Madrid route versus a direct national filing
Neither route is automatically better; the right choice depends on how many markets you are entering and how central Brazil is to your plan. The Madrid route lets you reach Brazil from one international application, with one renewal date and centralised management across all your designated countries, which is efficient when Brazil is one of several markets. The direct national route means a Brazilian application prepared locally from the outset, which some owners prefer when Brazil is a priority market and they want local control over drafting and classification from day one. In both cases the Brazilian INPI examines under the same Brazilian law, both can meet an office action or opposition, and both ultimately benefit from local input. The comparison mirrors the trade-offs that apply in other Madrid members; for a parallel example of how registration and use interact in a different jurisdiction, see our note on registration and use in Canada.

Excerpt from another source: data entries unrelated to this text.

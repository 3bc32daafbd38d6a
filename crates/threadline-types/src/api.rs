use serde::{Deserialize, Serialize};

use crate::models::UserId;

// -- JWT Claims --

/// JWT claims issued by the login/register mutations and decoded by the HTTP
/// layer into a request context.
#[derive(Debug, Clone, Serialize, Deserialize)]
pub struct Claims {
    pub sub: UserId,
    pub username: String,
    pub exp: usize,
}
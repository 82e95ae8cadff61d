//! Header schema enforcement.

use crate::config::Config;
use crate::document::Document;
use crate::report::{Diagnostic, DiagnosticKind};

/// Check a parsed document's header against the configured schema.
///
/// Pure check: returns one diagnostic per violation, in configured key
/// order. A key that is present but blank after trimming is reported as
/// [`DiagnosticKind::EmptyRequiredValue`], not as missing.
pub fn check_header(doc: &Document, config: &Config) -> Vec<Diagnostic> {
    let mut diagnostics = Vec::new();

    for key in &config.required_keys {
        match doc.header.get(key) {
            None => diagnostics.push(Diagnostic {
                document: doc.identifier.clone(),
                kind: DiagnosticKind::MissingRequiredKey,
                message: format!("Missing required header key '{key}'"),
            }),
            Some(value) if value.trim().is_empty() => diagnostics.push(Diagnostic {
                document: doc.identifier.clone(),
                kind: DiagnosticKind::EmptyRequiredValue,
                message: format!("Header key '{key}' must not be empty"),
            }),
            Some(_) => {}
        }
    }

    // The pattern-list key controls which files a rule applies to, so its
    // value gets the emptiness check even when a custom schema leaves it
    // out of the required set.
    if !config.required_keys.contains(&config.pattern_key) {
        if let Some(value) = doc.header.get(&config.pattern_key) {
            if value.trim().is_empty() {
                diagnostics.push(Diagnostic {
                    document: doc.identifier.clone(),
                    kind: DiagnosticKind::EmptyRequiredValue,
                    message: format!("Header key '{}' must not be empty", config.pattern_key),
                });
            }
        }
    }

    diagnostics
}
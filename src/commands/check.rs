//! `rulecheck check` - validate every rule document under a rules root.

use anyhow::{Context, Result};
use clap::ValueEnum;
use colored::Colorize;
use std::path::Path;

use crate::config::Config;
use crate::discover::discover;
use crate::report::RunReport;
use crate::validator::validate;

/// Output mode for the check command.
#[derive(Debug, Clone, Copy, PartialEq, Eq, ValueEnum)]
pub enum OutputFormat {
    /// Per-document pass/fail lines plus a summary.
    Text,
    /// The full run report as JSON, for machine consumers.
    Json,
}

/// Execute the check command.
///
/// Prints the report and exits with code 1 if any document is invalid;
/// this exit status is the contract CI gates depend on.
pub fn execute(root: &Path, config_path: Option<&Path>, format: OutputFormat) -> Result<()> {
    let config = load_config(config_path)?;
    let sources = discover(root, &config.extension)?;

    if sources.is_empty() {
        println!(
            "{} No rule documents found under {}",
            "ℹ".blue(),
            root.display()
        );
        return Ok(());
    }

    let report = validate(&sources, &config)?;

    match format {
        OutputFormat::Text => print_report(&report),
        OutputFormat::Json => {
            let json =
                serde_json::to_string_pretty(&report).context("Failed to serialize report")?;
            println!("{json}");
        }
    }

    if !report.is_success() {
        std::process::exit(1);
    }

    Ok(())
}

pub(crate) fn load_config(path: Option<&Path>) -> Result<Config> {
    match path {
        Some(path) => Config::load(path),
        None => Ok(Config::default()),
    }
}

fn print_report(report: &RunReport) {
    for document in &report.documents {
        if document.is_valid() {
            println!("{} {}", "✓".green(), document.identifier);
        } else {
            println!("{} {}", "✗".red(), document.identifier);
            for diagnostic in &document.diagnostics {
                println!("    {} {}", "→".yellow(), diagnostic.message);
            }
        }
    }

    println!();
    if report.is_success() {
        println!("{} {}", "✓".green().bold(), report.summary());
    } else {
        println!("{} {}", "✗".red().bold(), report.summary());
    }
}
//! Linter configuration: document format markers and the header schema.
//!
//! All knobs the original tooling kept implicit are explicit here, so a
//! caller always states which rules root, markers, and required keys a run
//! uses. Every field has a default; a config file may set any subset.

use anyhow::{Context, Result};
use serde::{Deserialize, Serialize};
use std::fs;
use std::path::Path;

#[derive(Debug, Clone, Serialize, Deserialize)]
#[serde(default)]
pub struct Config {
    /// Line that opens and closes the header block.
    pub delimiter: String,
    /// Marker that introduces a reference token in the body.
    pub sigil: String,
    /// File extension (without dot) of rule documents.
    pub extension: String,
    /// Header keys every document must carry with a non-empty value.
    pub required_keys: Vec<String>,
    /// Header key holding the document's human-readable description.
    pub description_key: String,
    /// Header key holding the file patterns a rule applies to.
    pub pattern_key: String,
}

impl Default for Config {
    fn default() -> Self {
        Self {
            delimiter: "---".to_string(),
            sigil: "@".to_string(),
            extension: "mdc".to_string(),
            required_keys: vec!["description".to_string(), "globs".to_string()],
            description_key: "description".to_string(),
            pattern_key: "globs".to_string(),
        }
    }
}

impl Config {
    /// Load configuration from a TOML file. Missing fields take defaults.
    pub fn load(path: &Path) -> Result<Self> {
        let content = fs::read_to_string(path)
            .with_context(|| format!("Failed to read config file: {}", path.display()))?;
        toml::from_str(&content)
            .with_context(|| format!("Failed to parse config file: {}", path.display()))
    }
}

A reasonable rule of thumb is that the more markets you are filing into at once, the more the central efficiency of Madrid tells in its favour, while the more strategically important Brazil is on its own, the more a locally driven national filing can be worth the extra effort.
IPEnvoy is not a law firm and does not provide legal advice; this is general information. Confirm the current position with the Brazilian INPI's official website and a qualified local IP professional before acting, particularly on deadlines, fees, representation requirements and the precise scope of the multi-class and co-ownership reforms.